2 de outubro de 2012

'Trouxaspaloozas'

Ou, porque aceitamos pagar por preços abusivos em shows internacionais.
Foto: Divulgaçao.

Ontem, 1º de outubro, a organização do Lollapalooza divulgou o line-up completo da sua segunda edição brasileira, que acontece em São Paulo, no ano que vem.

O festival idealizado por Perry Farrell aproveitou para divulgar os preços para as apresentações. Para conferir os três dias de apresentação, com bandas como Pearl Jam, The Killers e Franz Ferdinand, entre outras, o pobre mortal desembolsará R$ 900,00.

Isso mesmo, querido (a) leitor (a) do blogzinho. Se você quiser assistir Eddie Vedder e cia, vai ter que pagar pouco menos de um salário mínimo e meio.

A edição 2012 do Lollapalooza em Chicago, sim esta cidade pertencente àquele país mais 'abastado' economicamente que o nosso, contou com Red Hot Chilli Peppers, Black Sabbath e Franz Ferdinand, entre outros, cobrou, também pelos 3 dias, U$ 230, ou, mais ou menos, R$ 460.

No Chile, as entradas para os shows deste ano custaram, para dois dias, cerca de R$ 260 (o último lote, mais caro). Se você colocar mais um dia por R$ 130 - em conta grotesca - os chilenos pagariam R$ 390!

Em suma, nós, oriundos de um país de terceiro mundo, estamos pagando quase o dobro do que os 'filhos do Obama' desembolsaram para ver alguns artistas que estarão por aqui no ano que vem, e mais de duas vezes o valor que os amigos do Valdívia pagaram ano passado.

E daí? Daí que R$ 900 é muita grana! Claro que os organizadores dos shows vão usar a meia entrada como 'desculpa' para praticar esses preços abusivos - essa é uma outra discussão! - mas, ainda assim, não consigo entender porque os ingressos são tão caros por aqui.

Mas, sabe porque eles cobram esse valor? Poque eles têm certeza que alguém vai pagar! E qual a solução? Boicote! Vamos parar de ir aos shows com esse preço! Claro que isso é impossível, porque nós, fãs de algum artista, somos passionais e vamos, quase sempre, pagar o quanto for para ver nossos ídolos.

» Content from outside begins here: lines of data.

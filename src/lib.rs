//! Convoy - deployment orchestrator
//!
//! Convoy rolls a versioned, already-built artifact out to a set of hosts
//! over ssh/rsync in discrete retryable steps (sync, install, activate,
//! verify), with per-host failure isolation, automatic rollback to the
//! last-known-good release, and persisted per-host state.

pub mod config;
pub mod error;
pub mod events;
pub mod executor;
pub mod inventory;
pub mod models;
pub mod planner;
pub mod recorder;
pub mod release;
pub mod transport;

// Re-exports for convenience
pub use config::Config;
pub use error::{ConvoyError, ConvoyResult, TransportError};
pub use events::{ConsoleEventSink, EventSink, JsonEventSink, RunEvent};
pub use executor::{Executor, HostReport, RunReport};
pub use models::{Host, HostPhase, HostState, Mode, Release, Step, StepOutcome, StepStatus};
pub use planner::{plan_deploy, plan_rollback, Plan};
pub use recorder::{StateRecorder, TomlStateRecorder};
pub use transport::{ExecOutput, SshTransport, Transport};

Acho que a real solução seria baixar uma medida provisória instituindo um valor máximo para ingressos de shows e, como sugere o André Barcinski nesse texto, 'zerar' todas as carteirinhas de estudante. Radical? Intervenção do Estado? Sim!

Ou você vai continuar aceitando pagar valores irreais e absurdos por cada show que for assistir?